Stored items

★ ★ ★ ★

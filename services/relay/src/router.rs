//! Axum Router Configuration

use crate::{
    handlers,
    models::{ChatRequest, ErrorBody},
    state::AppState,
};

use axum::{
    Json, Router,
    routing::{get, post},
};
use std::sync::Arc;
use utoipa::OpenApi;

#[derive(OpenApi)]
#[openapi(
    paths(handlers::chat, handlers::health),
    components(schemas(ChatRequest, ErrorBody)),
    tags(
        (name = "Gesture Relay", description = "Streams completions to gesture dispatch clients")
    )
)]
pub struct ApiDoc;

/// Creates the main Axum router for the application.
pub fn create_router(app_state: Arc<AppState>) -> Router {
    let api_router = Router::new()
        .route(
            "/api/chat",
            post(handlers::chat).fallback(handlers::method_not_allowed),
        )
        .with_state(app_state);

    Router::new()
        .route("/health", get(handlers::health))
        .route("/api-docs/openapi.json", get(|| async { Json(ApiDoc::openapi()) }))
        .merge(api_router)
}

★ ★ ★ ★

PROBLEM DESCRIPTION
Your answer should be the lines above that contain the word "ApiDoc", copied out.

ANSWER SECTION
pub struct ApiDoc;
        .route("/api-docs/openapi.json", get(|| async { Json(ApiDoc::openapi()) }))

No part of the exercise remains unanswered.